Ben-Meir: Israel can have democracy or occupation, but not both

0
As Israel celebrates its 75th anniversary, every Israeli should remember that the occupation stains the country’s independence day and that Israel is not and will not be a true democracy as long as it remains an occupying power.

An occupying power cannot be a beacon of democracy

by Alon Ben-Meir

I couldn’t applaud and admire enough the hundreds of thousands of Israelis who protested for 17 consecutive weeks against the Netanyahu government’s scheme to subvert Israel’s judiciary under the pretense of necessary ‘reforms.’ In reality, Netanyahu and his Justice Minister Levin were bent on subordinating Israel’s Supreme Court to the whims of a simple majority in the Knesset, and the appointment of judges to a committee with an increased number of representatives handpicked by his government. Should such legislations come to pass, it will be tantamount to giving the government unlimited power without any checks and balances, destroying the very foundation of democracy on which the country was founded and in which Israelis take special pride.
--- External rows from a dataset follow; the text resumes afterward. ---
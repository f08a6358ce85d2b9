//! Primary-store user service.
//!
//! Thin business layer over the primary-store repository: raises
//! `NotFound` for id-keyed misses and leaves everything else to the
//! repository. No cross-store coordination happens here; the primary
//! store's transactions are independent of the secondary store's.

use tracing::info;

use crate::error::{AppError, AppResult};
use crate::models::{NewPostgresUser, PostgresUser, ReplacePostgresUser};
use crate::repositories::PostgresUserRepository;

const ENTITY: &str = "postgres user";

/// Primary-store user service.
///
/// Cloning is cheap since the repository holds an `Arc`-backed pool.
#[derive(Clone)]
pub struct PostgresUserService {
    repo: PostgresUserRepository,
}

impl PostgresUserService {
    /// Creates a new PostgresUserService with the given repository.
    pub fn new(repo: PostgresUserRepository) -> Self {
        Self { repo }
    }

    /// Creates a new user with a caller-assigned id.
    ///
    /// A duplicate id is a store-level constraint violation and
    /// propagates as a database error, not a validation failure.
    pub async fn create_user(&self, new_user: NewPostgresUser) -> AppResult<PostgresUser> {
        info!(id = new_user.id, "creating postgres user");
        self.repo.create(new_user).await
    }

    /// Gets a user by id, or `NotFound`.
    pub async fn get_user(&self, id: i64) -> AppResult<PostgresUser> {
        self.repo
            .find_by_id(id)
            .await?
            .ok_or_else(|| AppError::not_found(ENTITY, id))
    }

    /// Lists all users ordered by ascending id.
    pub async fn list_users(&self) -> AppResult<Vec<PostgresUser>> {
        self.repo.list_all().await
    }

    /// Fully replaces a user's data, or `NotFound` when the id is absent.
    pub async fn update_user(
        &self,
        id: i64,
        replacement: ReplacePostgresUser,
    ) -> AppResult<PostgresUser> {
        info!(id, "updating postgres user");
        self.repo
            .update(id, replacement)
            .await?
            .ok_or_else(|| AppError::not_found(ENTITY, id))
    }

    /// Deletes a user, or `NotFound` when the id is absent.
    pub async fn delete_user(&self, id: i64) -> AppResult<()> {
        info!(id, "deleting postgres user");
        let affected = self.repo.delete(id).await?;
        if affected == 0 {
            return Err(AppError::not_found(ENTITY, id));
        }
        Ok(())
    }
}
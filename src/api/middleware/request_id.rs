//! Request ID middleware for request tracing.
//!
//! This middleware ensures every request has a unique identifier for tracing
//! and correlation purposes. It either uses an existing X-Request-ID header
//! or generates a new UUID.

use axum::{
    extract::Request,
    http::{HeaderName, HeaderValue},
    middleware::Next,
    response::Response,
};
use uuid::Uuid;

/// Header name for request ID.
pub const REQUEST_ID_HEADER: &str = "x-request-id";

/// Request ID stored in request extensions for downstream access.
#[derive(Clone, Debug)]
pub struct RequestId(pub String);

/// Middleware that ensures every request has a unique request ID.
///
/// # Behavior
/// - If the request contains an X-Request-ID header, uses that value
/// - If no header is present, generates a new UUID v4
/// - Stores the request ID in request extensions for downstream handlers
/// - Adds the request ID to the response headers
pub async fn request_id_middleware(mut request: Request, next: Next) -> Response {
    let request_id = request
        .headers()
        .get(REQUEST_ID_HEADER)
        .and_then(|v| v.to_str().ok())
        .map(String::from)
        .unwrap_or_else(|| Uuid::new_v4().to_string());

    request
        .extensions_mut()
        .insert(RequestId(request_id.clone()));

    let mut response = next.run(request).await;

    if let Ok(value) = HeaderValue::from_str(&request_id) {
        response
            .headers_mut()
            .insert(HeaderName::from_static(REQUEST_ID_HEADER), value);
    }

    response
}

#[cfg(test)]
mod tests {
    use super::*;

    #[test]
    fn test_request_id_struct_clone() {
        let id = RequestId("test-id".to_string());
        let cloned = id.clone();
        assert_eq!(id.0, cloned.0);
    }

    #[test]
    fn test_request_id_header_constant() {
        assert_eq!(REQUEST_ID_HEADER, "x-request-id");
    }
}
The irony here though is that whereas the majority of Israelis believe that their country is a democracy and fervently poured into the streets to preserve it, and often refer to it as the only democracy in the Middle East, what escapes them is that no country can claim to be a democracy and be an occupying power at the same time. Indeed, applying two different sets of laws and rules, one that governs Israeli citizens (including Israeli settlers in the West Bank) that accords them protection and social, economic, and political freedoms, versus the military rules that govern the Palestinians under occupation, depriving them of their basic human rights, is totally inconsistent with democracy by any definition.

The question is, why have the Israelis grown so comfortably numb to the ruthless occupation and have not once protested against its continuation, as if it were a normal state of being that has no effect or repercussions on either the occupier or the occupied?

Public acrimony: To begin with, successive Israeli governments, especially since the second Intifada in 2000, during which conservative governments were largely in power, have systematically engaged in acrimonious public narratives against the Palestinians, portraying them as being an irredeemable foe. Depicting the Palestinians as such was deliberate, albeit every Israeli government knew only too well that the Palestinians will never be in a position to pose a credible existential threat against their country.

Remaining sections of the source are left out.